Approached in October about this event, the exec team spent the following months planning a five-course meal that honored the restaurant’s dedication to indigenous ingredients and celebrated the host’s famed chocolate. To pull off an event 1,300 miles from home in Oklahoma City, they partnered with Occasions Catering in Washington DC, a company that frequently prepared meals in their generous kitchen and safely transported it all over the surrounding area.

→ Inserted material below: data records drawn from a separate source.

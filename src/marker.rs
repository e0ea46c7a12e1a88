//! Marker placement and selection on the displayed photo.
//!
//! Positions are percentages of the displayed image so markers stay put
//! when the image is rescaled.

use crate::error::MarkerError;
use crate::model::{AnnotationId, DEFAULT_MARKER_RADIUS, MarkerShape};

/// Upper bound of percent coordinates.
pub const MAX_PERCENT: f32 = 100.0;

/// Default marker color for unclassified damage.
pub const DEFAULT_MARKER_COLOR: &str = "#ff3b30";

/// A validated pointer position in percent of the displayed image.
#[derive(Debug, Clone, Copy, PartialEq)]
pub struct MarkerPosition {
    x: f32,
    y: f32,
}

impl MarkerPosition {
    /// Validate a percent position. Both axes must be finite and within 0-100.
    pub fn new(x: f32, y: f32) -> Result<Self, MarkerError> {
        let in_range = |v: f32| v.is_finite() && (0.0..=MAX_PERCENT).contains(&v);
        if in_range(x) && in_range(y) {
            Ok(Self { x, y })
        } else {
            Err(MarkerError::OutOfBounds { x, y })
        }
    }

    /// Convert a pixel position on a displayed image of the given size.
    pub fn from_pixels(px: f32, py: f32, width: f32, height: f32) -> Result<Self, MarkerError> {
        if width <= 0.0 || height <= 0.0 {
            return Err(MarkerError::OutOfBounds { x: px, y: py });
        }
        Self::new(px / width * MAX_PERCENT, py / height * MAX_PERCENT)
    }

    pub fn x(&self) -> f32 {
        self.x
    }

    pub fn y(&self) -> f32 {
        self.y
    }
}

/// Shape and color applied to newly placed markers.
#[derive(Debug, Clone, PartialEq)]
pub struct MarkerStyle {
    /// Circle radius in percent
    pub radius: f32,
    /// Fallback color when no severity is chosen
    pub color: String,
}

impl MarkerStyle {
    /// Build the circle shape for a marker at `position`.
    pub fn shape_at(&self, position: MarkerPosition) -> MarkerShape {
        MarkerShape::circle(position.x, position.y, self.radius)
    }
}

impl Default for MarkerStyle {
    fn default() -> Self {
        Self {
            radius: DEFAULT_MARKER_RADIUS,
            color: DEFAULT_MARKER_COLOR.to_string(),
        }
    }
}

/// Exclusive marker selection: at most one marker is selected.
#[derive(Debug, Clone, Copy, Default, PartialEq, Eq)]
pub struct MarkerSelection {
    selected: Option<AnnotationId>,
}

impl MarkerSelection {
    pub fn new() -> Self {
        Self::default()
    }

    /// Handle a click on marker `id` and return the new selection.
    ///
    /// Clicking the selected marker deselects it; clicking another marker
    /// moves the selection there.
    pub fn click(&mut self, id: AnnotationId) -> Option<AnnotationId> {
        self.selected = if self.selected == Some(id) {
            None
        } else {
            Some(id)
        };
        self.selected
    }

    pub fn selected(&self) -> Option<AnnotationId> {
        self.selected
    }

    pub fn is_selected(&self, id: AnnotationId) -> bool {
        self.selected == Some(id)
    }

    pub fn clear(&mut self) {
        self.selected = None;
    }
}
//! Configuration file support.
//!
//! The configuration carries user preferences and the option catalogs that
//! classification panels are built from. It is stored as JSON under the
//! platform config directory.

use serde::{Deserialize, Serialize};

use crate::color_utils::parse_hex;
use crate::error::CatalogError;
use crate::marker::{DEFAULT_MARKER_COLOR, MarkerStyle};
use crate::model::{
    Catalog, CatalogKind, CatalogOption, Catalogs, DEFAULT_MARKER_RADIUS,
    default_component_options, default_damage_type_options, default_material_options,
    default_severity_options,
};

/// Log level setting for the application.
#[derive(Debug, Clone, Copy, PartialEq, Eq, Serialize, Deserialize, Default)]
#[serde(rename_all = "lowercase")]
pub enum LogLevel {
    /// Show only errors
    Error,
    /// Show errors and warnings
    Warn,
    /// Show errors, warnings, and info messages
    #[default]
    Info,
    /// Show debug-level logging
    Debug,
    /// Show all log messages including trace
    Trace,
}

impl LogLevel {
    /// Convert to log crate's LevelFilter.
    pub fn to_level_filter(&self) -> log::LevelFilter {
        match self {
            LogLevel::Error => log::LevelFilter::Error,
            LogLevel::Warn => log::LevelFilter::Warn,
            LogLevel::Info => log::LevelFilter::Info,
            LogLevel::Debug => log::LevelFilter::Debug,
            LogLevel::Trace => log::LevelFilter::Trace,
        }
    }
}

/// Current configuration file format version.
/// Increment this when making breaking changes to the config format.
pub const CONFIG_VERSION: u32 = 1;

/// Annotator configuration.
#[derive(Debug, Clone, PartialEq, Serialize, Deserialize)]
pub struct AnnotatorConfig {
    /// Version of the configuration file format
    pub version: u32,

    /// Application name (for identification)
    #[serde(default = "default_app_name")]
    pub app_name: String,

    /// User preferences
    #[serde(default)]
    pub preferences: Preferences,

    /// Option catalogs
    #[serde(default)]
    pub catalogs: CatalogsConfig,
}

fn default_app_name() -> String {
    "Damage Annotator".to_string()
}

/// User preferences section of the config.
#[derive(Debug, Clone, PartialEq, Serialize, Deserialize)]
pub struct Preferences {
    /// Log verbosity level
    #[serde(default)]
    pub log_level: LogLevel,

    /// Name recorded as the author of new annotations
    #[serde(default = "default_annotator")]
    pub annotator: String,

    /// Marker radius in percent of the image
    #[serde(default = "default_marker_radius")]
    pub marker_radius: f32,

    /// Marker color used when no severity is chosen
    #[serde(default = "default_marker_color")]
    pub marker_color: String,
}

fn default_annotator() -> String {
    "inspector".to_string()
}

fn default_marker_radius() -> f32 {
    DEFAULT_MARKER_RADIUS
}

fn default_marker_color() -> String {
    DEFAULT_MARKER_COLOR.to_string()
}

impl Default for Preferences {
    fn default() -> Self {
        Self {
            log_level: LogLevel::default(),
            annotator: default_annotator(),
            marker_radius: default_marker_radius(),
            marker_color: default_marker_color(),
        }
    }
}

/// Catalog section of the config. Missing lists fall back to the built-in defaults.
#[derive(Debug, Clone, PartialEq, Serialize, Deserialize)]
#[serde(rename_all = "camelCase")]
pub struct CatalogsConfig {
    #[serde(default = "default_component_options")]
    pub component: Vec<CatalogOption>,
    #[serde(default = "default_material_options")]
    pub material: Vec<CatalogOption>,
    #[serde(default = "default_damage_type_options")]
    pub damage_type: Vec<CatalogOption>,
    #[serde(default = "default_severity_options")]
    pub severity: Vec<CatalogOption>,
}

impl Default for CatalogsConfig {
    fn default() -> Self {
        Self {
            component: default_component_options(),
            material: default_material_options(),
            damage_type: default_damage_type_options(),
            severity: default_severity_options(),
        }
    }
}

impl CatalogsConfig {
    /// Validate the option lists into catalogs.
    pub fn to_catalogs(&self) -> Result<Catalogs, CatalogError> {
        Ok(Catalogs {
            component: Catalog::new(CatalogKind::Component, self.component.clone())?,
            material: Catalog::new(CatalogKind::Material, self.material.clone())?,
            damage_type: Catalog::new(CatalogKind::DamageType, self.damage_type.clone())?,
            severity: Catalog::new(CatalogKind::Severity, self.severity.clone())?,
        })
    }
}

impl AnnotatorConfig {
    /// Create a new configuration with default values.
    pub fn new() -> Self {
        Self {
            version: CONFIG_VERSION,
            app_name: default_app_name(),
            preferences: Preferences::default(),
            catalogs: CatalogsConfig::default(),
        }
    }

    /// Serialize the configuration to JSON.
    pub fn to_json(&self) -> Result<String, serde_json::Error> {
        serde_json::to_string_pretty(self)
    }

    /// Deserialize configuration from JSON.
    pub fn from_json(json: &str) -> Result<Self, ConfigError> {
        let config: Self = serde_json::from_str(json)?;

        // Validate version compatibility
        if config.version > CONFIG_VERSION {
            return Err(ConfigError::VersionTooNew {
                file_version: config.version,
                supported_version: CONFIG_VERSION,
            });
        }

        Ok(config)
    }

    /// Build validated catalogs from the config.
    pub fn catalogs(&self) -> Result<Catalogs, ConfigError> {
        Ok(self.catalogs.to_catalogs()?)
    }

    /// Build the marker style, validating radius and color.
    pub fn marker_style(&self) -> Result<MarkerStyle, ConfigError> {
        let prefs = &self.preferences;
        if !(prefs.marker_radius.is_finite() && prefs.marker_radius > 0.0) {
            return Err(ConfigError::InvalidPreference(format!(
                "marker_radius must be positive, got {}",
                prefs.marker_radius
            )));
        }
        if parse_hex(&prefs.marker_color).is_none() {
            return Err(ConfigError::InvalidPreference(format!(
                "marker_color must be #RRGGBB, got '{}'",
                prefs.marker_color
            )));
        }
        Ok(MarkerStyle {
            radius: prefs.marker_radius,
            color: prefs.marker_color.clone(),
        })
    }

    /// Get the default filename for the config file.
    pub fn default_filename() -> &'static str {
        "damage-annotator.json"
    }

    /// Get the default config file path.
    /// Returns None on WASM (no filesystem access).
    #[cfg(not(target_arch = "wasm32"))]
    pub fn default_path() -> Option<std::path::PathBuf> {
        if let Some(config_dir) = dirs::config_dir() {
            Some(
                config_dir
                    .join("damage-annotator")
                    .join(Self::default_filename()),
            )
        } else {
            dirs::home_dir().map(|home_dir| {
                home_dir
                    .join(".config")
                    .join("damage-annotator")
                    .join(Self::default_filename())
            })
        }
    }

    /// Load configuration from a file.
    #[cfg(not(target_arch = "wasm32"))]
    pub fn load(path: &std::path::Path) -> Result<Self, ConfigError> {
        let json = std::fs::read_to_string(path)?;
        let config = Self::from_json(&json)?;
        log::info!("Loaded configuration from {:?}", path);
        Ok(config)
    }

    /// Try to load configuration from the default path.
    /// Returns None if the file doesn't exist or can't be read.
    #[cfg(not(target_arch = "wasm32"))]
    pub fn load_from_default_path() -> Option<Self> {
        let path = Self::default_path()?;
        if !path.exists() {
            log::debug!("No config file found at {:?}", path);
            return None;
        }

        match Self::load(&path) {
            Ok(config) => Some(config),
            Err(e) => {
                log::warn!("Failed to load config file {:?}: {}", path, e);
                None
            }
        }
    }

    /// Save configuration to a file, creating parent directories.
    #[cfg(not(target_arch = "wasm32"))]
    pub fn save(&self, path: &std::path::Path) -> Result<(), ConfigError> {
        if let Some(parent) = path.parent() {
            std::fs::create_dir_all(parent)?;
        }
        std::fs::write(path, self.to_json()?)?;
        log::info!("Saved configuration to {:?}", path);
        Ok(())
    }

    /// Save configuration to the default path.
    #[cfg(not(target_arch = "wasm32"))]
    pub fn save_to_default_path(&self) -> Result<(), ConfigError> {
        let path = Self::default_path().ok_or_else(|| {
            ConfigError::IoError(std::io::Error::new(
                std::io::ErrorKind::NotFound,
                "Could not determine config directory",
            ))
        })?;
        self.save(&path)
    }
}

impl Default for AnnotatorConfig {
    fn default() -> Self {
        Self::new()
    }
}

/// Errors that can occur when loading configuration.
#[derive(Debug, thiserror::Error)]
pub enum ConfigError {
    /// JSON parsing error
    #[error("Failed to parse configuration: {0}")]
    ParseError(#[from] serde_json::Error),

    /// Configuration version is newer than supported
    #[error(
        "Configuration file version {file_version} is newer than supported version {supported_version}"
    )]
    VersionTooNew {
        file_version: u32,
        supported_version: u32,
    },

    /// I/O error when reading/writing config
    #[error("I/O error: {0}")]
    IoError(#[from] std::io::Error),

    /// A configured catalog is invalid
    #[error("Invalid catalog: {0}")]
    Catalog(#[from] CatalogError),

    /// A preference has an unusable value
    #[error("Invalid preference: {0}")]
    InvalidPreference(String),
}

#[cfg(test)]
mod tests {
    use super::*;
    use crate::model::OptionKey;

    #[test]
    fn test_default_config_round_trip() {
        let config = AnnotatorConfig::new();
        let json = config.to_json().unwrap();
        let parsed = AnnotatorConfig::from_json(&json).unwrap();
        assert_eq!(parsed, config);
        assert_eq!(parsed.catalogs().unwrap(), Catalogs::vehicle_defaults());
    }

    #[test]
    fn test_missing_sections_use_defaults() {
        let config = AnnotatorConfig::from_json(r#"{ "version": 1 }"#).unwrap();
        assert_eq!(config.app_name, "Damage Annotator");
        assert_eq!(config.preferences, Preferences::default());
        assert_eq!(config.catalogs, CatalogsConfig::default());
    }

    #[test]
    fn test_custom_catalog_section() {
        let json = r#"{
            "version": 1,
            "preferences": { "log_level": "debug", "annotator": "sam" },
            "catalogs": {
                "material": [
                    { "id": "P", "label": "PAINT", "value": "paint" },
                    { "id": "S", "label": "STEEL", "value": "steel" }
                ]
            }
        }"#;
        let config = AnnotatorConfig::from_json(json).unwrap();
        assert_eq!(config.preferences.log_level, LogLevel::Debug);
        assert_eq!(config.preferences.annotator, "sam");

        let catalogs = config.catalogs().unwrap();
        assert_eq!(catalogs.material.len(), 2);
        assert!(catalogs.material.contains(&OptionKey::from("S")));
        assert_eq!(catalogs.severity, Catalogs::vehicle_defaults().severity);
    }

    #[test]
    fn test_version_too_new() {
        let result = AnnotatorConfig::from_json(r#"{ "version": 99 }"#);
        assert!(matches!(
            result,
            Err(ConfigError::VersionTooNew {
                file_version: 99,
                ..
            })
        ));
    }

    #[test]
    fn test_duplicate_catalog_ids_rejected() {
        let mut config = AnnotatorConfig::new();
        config.catalogs.severity.push(CatalogOption::numbered(1, "Again"));
        assert!(matches!(config.catalogs(), Err(ConfigError::Catalog(_))));
    }

    #[test]
    fn test_marker_style_validation() {
        let mut config = AnnotatorConfig::new();
        assert_eq!(config.marker_style().unwrap(), MarkerStyle::default());

        config.preferences.marker_color = "red".to_string();
        assert!(matches!(
            config.marker_style(),
            Err(ConfigError::InvalidPreference(_))
        ));

        config.preferences.marker_color = "#00ff00".to_string();
        config.preferences.marker_radius = 0.0;
        assert!(config.marker_style().is_err());
    }

    #[test]
    fn test_log_level_filter() {
        assert_eq!(LogLevel::Warn.to_level_filter(), log::LevelFilter::Warn);
        assert_eq!(LogLevel::default().to_level_filter(), log::LevelFilter::Info);
    }

    #[cfg(not(target_arch = "wasm32"))]
    #[test]
    fn test_save_and_load_file() {
        let dir = std::env::temp_dir().join(format!("damage-annotator-test-{}", std::process::id()));
        let path = dir.join("nested").join(AnnotatorConfig::default_filename());

        let mut config = AnnotatorConfig::new();
        config.preferences.annotator = "file-test".to_string();
        config.save(&path).unwrap();

        let loaded = AnnotatorConfig::load(&path).unwrap();
        assert_eq!(loaded.preferences.annotator, "file-test");

        std::fs::remove_dir_all(&dir).unwrap();
    }
}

The week of the event, Brad and Loretta packed nearly 200 lbs. of ingredients, sauces and supplies and flew to Washington, DC, to meet up and finalize the menu at the Occasions kitchen. They spent the Monday before the event perfecting the mole, a chocolate and spiced sauce, and Loretta’s famous spiced popcorn while taste-testing and adjusting the final dishes.
Tuesday morning, the food catering team of five – led by Reynaldo Perez, securely packed and transported the food for the two-hour drive to Richmond, where they would reheat, prep and plate the components alongside Brad and Loretta.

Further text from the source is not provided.